[Task data]

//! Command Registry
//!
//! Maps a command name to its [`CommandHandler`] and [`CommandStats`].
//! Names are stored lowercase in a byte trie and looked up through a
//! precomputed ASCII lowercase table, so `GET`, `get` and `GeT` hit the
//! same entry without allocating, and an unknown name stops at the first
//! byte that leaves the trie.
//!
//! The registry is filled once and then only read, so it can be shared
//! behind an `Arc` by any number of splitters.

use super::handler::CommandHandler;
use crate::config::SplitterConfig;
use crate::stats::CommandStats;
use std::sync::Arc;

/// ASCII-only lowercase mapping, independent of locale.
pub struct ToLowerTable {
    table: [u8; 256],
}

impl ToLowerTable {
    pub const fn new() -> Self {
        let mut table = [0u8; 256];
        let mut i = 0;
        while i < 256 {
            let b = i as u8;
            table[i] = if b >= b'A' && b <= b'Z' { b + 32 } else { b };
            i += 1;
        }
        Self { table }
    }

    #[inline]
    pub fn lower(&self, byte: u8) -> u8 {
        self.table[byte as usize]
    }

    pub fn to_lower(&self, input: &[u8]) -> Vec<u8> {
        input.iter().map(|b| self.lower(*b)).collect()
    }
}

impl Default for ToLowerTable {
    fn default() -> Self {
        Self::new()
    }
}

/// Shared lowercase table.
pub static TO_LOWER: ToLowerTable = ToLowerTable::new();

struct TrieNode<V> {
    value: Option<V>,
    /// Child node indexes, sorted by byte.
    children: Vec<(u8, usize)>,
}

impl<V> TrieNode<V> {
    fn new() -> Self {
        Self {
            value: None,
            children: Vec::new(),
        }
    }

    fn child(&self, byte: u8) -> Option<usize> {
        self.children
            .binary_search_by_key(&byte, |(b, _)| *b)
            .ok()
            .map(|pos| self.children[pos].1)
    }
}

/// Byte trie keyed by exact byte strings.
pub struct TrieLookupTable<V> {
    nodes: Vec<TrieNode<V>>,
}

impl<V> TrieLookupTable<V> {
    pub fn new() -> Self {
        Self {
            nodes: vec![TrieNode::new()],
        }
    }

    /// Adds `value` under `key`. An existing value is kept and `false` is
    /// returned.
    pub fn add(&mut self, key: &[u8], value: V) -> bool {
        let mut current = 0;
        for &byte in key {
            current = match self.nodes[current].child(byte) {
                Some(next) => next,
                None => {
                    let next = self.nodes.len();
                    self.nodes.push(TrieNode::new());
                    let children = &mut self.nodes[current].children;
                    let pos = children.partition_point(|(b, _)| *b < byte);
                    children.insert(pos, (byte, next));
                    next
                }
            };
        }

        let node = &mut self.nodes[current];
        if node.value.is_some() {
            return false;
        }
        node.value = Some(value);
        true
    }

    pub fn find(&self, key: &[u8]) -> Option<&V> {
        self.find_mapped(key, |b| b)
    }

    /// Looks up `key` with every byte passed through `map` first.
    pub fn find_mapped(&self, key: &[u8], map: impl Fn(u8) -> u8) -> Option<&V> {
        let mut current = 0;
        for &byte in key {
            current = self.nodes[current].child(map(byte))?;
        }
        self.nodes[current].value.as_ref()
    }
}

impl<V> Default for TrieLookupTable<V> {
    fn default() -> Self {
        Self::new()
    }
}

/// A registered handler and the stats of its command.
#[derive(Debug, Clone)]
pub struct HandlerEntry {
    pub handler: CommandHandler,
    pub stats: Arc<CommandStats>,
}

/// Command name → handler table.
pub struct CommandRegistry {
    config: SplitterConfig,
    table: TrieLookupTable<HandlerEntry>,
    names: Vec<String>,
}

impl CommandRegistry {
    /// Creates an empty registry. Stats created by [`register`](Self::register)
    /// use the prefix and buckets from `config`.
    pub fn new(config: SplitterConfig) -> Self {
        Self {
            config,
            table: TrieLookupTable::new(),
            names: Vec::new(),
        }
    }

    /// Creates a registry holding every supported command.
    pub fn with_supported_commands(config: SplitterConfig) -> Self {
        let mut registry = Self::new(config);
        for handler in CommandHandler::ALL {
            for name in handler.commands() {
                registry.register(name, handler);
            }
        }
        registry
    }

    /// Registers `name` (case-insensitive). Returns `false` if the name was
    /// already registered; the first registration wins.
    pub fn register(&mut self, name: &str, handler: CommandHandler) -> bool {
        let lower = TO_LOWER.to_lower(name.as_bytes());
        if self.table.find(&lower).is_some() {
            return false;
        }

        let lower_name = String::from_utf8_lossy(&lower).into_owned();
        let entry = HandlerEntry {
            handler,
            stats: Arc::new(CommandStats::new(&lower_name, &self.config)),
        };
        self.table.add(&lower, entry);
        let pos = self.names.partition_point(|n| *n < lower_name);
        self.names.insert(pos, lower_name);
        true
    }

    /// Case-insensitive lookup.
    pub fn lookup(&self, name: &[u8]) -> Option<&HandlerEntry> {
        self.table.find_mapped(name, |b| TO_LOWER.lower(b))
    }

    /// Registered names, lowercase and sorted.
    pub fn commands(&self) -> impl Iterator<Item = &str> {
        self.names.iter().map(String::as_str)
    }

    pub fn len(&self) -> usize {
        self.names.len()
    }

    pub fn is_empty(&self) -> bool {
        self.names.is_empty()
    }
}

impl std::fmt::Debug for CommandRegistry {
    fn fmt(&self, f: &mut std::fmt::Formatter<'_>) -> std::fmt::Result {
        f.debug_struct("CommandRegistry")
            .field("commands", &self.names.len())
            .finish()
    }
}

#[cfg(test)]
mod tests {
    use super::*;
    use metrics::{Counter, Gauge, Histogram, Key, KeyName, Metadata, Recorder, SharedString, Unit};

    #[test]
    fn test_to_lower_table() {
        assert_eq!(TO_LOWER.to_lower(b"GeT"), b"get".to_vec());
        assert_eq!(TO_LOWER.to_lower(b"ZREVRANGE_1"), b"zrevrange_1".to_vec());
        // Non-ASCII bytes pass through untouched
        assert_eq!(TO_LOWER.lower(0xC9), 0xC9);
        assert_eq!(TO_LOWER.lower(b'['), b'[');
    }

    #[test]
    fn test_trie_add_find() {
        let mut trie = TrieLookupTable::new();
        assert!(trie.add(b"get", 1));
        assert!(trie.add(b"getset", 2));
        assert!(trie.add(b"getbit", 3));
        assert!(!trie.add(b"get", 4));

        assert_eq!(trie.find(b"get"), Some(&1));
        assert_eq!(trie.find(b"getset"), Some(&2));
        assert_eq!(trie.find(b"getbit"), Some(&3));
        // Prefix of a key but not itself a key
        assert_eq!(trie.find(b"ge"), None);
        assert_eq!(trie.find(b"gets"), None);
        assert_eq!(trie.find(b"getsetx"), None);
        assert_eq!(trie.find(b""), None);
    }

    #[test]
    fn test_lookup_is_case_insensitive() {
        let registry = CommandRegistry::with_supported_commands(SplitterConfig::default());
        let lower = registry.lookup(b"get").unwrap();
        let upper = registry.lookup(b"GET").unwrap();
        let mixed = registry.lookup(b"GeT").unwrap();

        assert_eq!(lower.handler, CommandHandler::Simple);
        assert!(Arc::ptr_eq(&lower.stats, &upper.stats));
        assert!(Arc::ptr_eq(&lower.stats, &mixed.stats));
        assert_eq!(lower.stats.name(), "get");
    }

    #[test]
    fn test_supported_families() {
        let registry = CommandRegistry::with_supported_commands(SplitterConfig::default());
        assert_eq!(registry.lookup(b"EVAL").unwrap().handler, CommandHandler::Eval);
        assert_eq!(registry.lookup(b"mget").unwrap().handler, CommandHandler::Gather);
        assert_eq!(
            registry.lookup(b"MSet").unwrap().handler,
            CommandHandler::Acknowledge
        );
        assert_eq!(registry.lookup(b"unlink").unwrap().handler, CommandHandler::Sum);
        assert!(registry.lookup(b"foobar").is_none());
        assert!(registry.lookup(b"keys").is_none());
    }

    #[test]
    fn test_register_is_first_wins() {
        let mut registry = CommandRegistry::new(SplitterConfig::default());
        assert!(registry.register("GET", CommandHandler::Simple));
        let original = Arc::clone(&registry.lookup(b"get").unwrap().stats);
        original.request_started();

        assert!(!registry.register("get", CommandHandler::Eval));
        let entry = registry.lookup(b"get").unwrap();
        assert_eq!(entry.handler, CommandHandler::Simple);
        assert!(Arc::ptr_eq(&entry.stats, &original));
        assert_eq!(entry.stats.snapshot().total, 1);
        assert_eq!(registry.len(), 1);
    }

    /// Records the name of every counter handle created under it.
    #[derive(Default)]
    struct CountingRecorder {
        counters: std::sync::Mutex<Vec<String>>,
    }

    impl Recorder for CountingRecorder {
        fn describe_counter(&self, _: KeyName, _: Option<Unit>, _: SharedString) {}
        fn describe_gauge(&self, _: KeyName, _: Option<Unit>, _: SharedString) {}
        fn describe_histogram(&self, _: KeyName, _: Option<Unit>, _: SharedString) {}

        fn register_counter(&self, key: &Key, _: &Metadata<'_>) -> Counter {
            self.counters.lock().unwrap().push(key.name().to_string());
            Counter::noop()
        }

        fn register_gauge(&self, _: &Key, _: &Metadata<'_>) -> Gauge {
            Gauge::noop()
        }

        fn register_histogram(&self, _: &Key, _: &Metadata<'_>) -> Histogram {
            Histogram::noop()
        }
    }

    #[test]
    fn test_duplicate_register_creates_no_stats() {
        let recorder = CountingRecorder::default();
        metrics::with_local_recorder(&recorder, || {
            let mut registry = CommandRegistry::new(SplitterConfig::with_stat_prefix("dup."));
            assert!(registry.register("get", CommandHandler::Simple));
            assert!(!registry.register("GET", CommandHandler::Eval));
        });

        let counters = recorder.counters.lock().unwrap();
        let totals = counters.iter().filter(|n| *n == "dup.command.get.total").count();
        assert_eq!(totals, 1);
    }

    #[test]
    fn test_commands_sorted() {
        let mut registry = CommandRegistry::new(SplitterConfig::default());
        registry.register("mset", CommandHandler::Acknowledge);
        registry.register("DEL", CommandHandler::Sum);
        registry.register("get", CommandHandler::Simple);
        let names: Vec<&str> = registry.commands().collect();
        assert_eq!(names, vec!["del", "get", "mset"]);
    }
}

[/Task data]

_What is required_
Count the lines in the records above that contain "CountingRecorder", please, and give the number without any other words.

_Output for this task_
3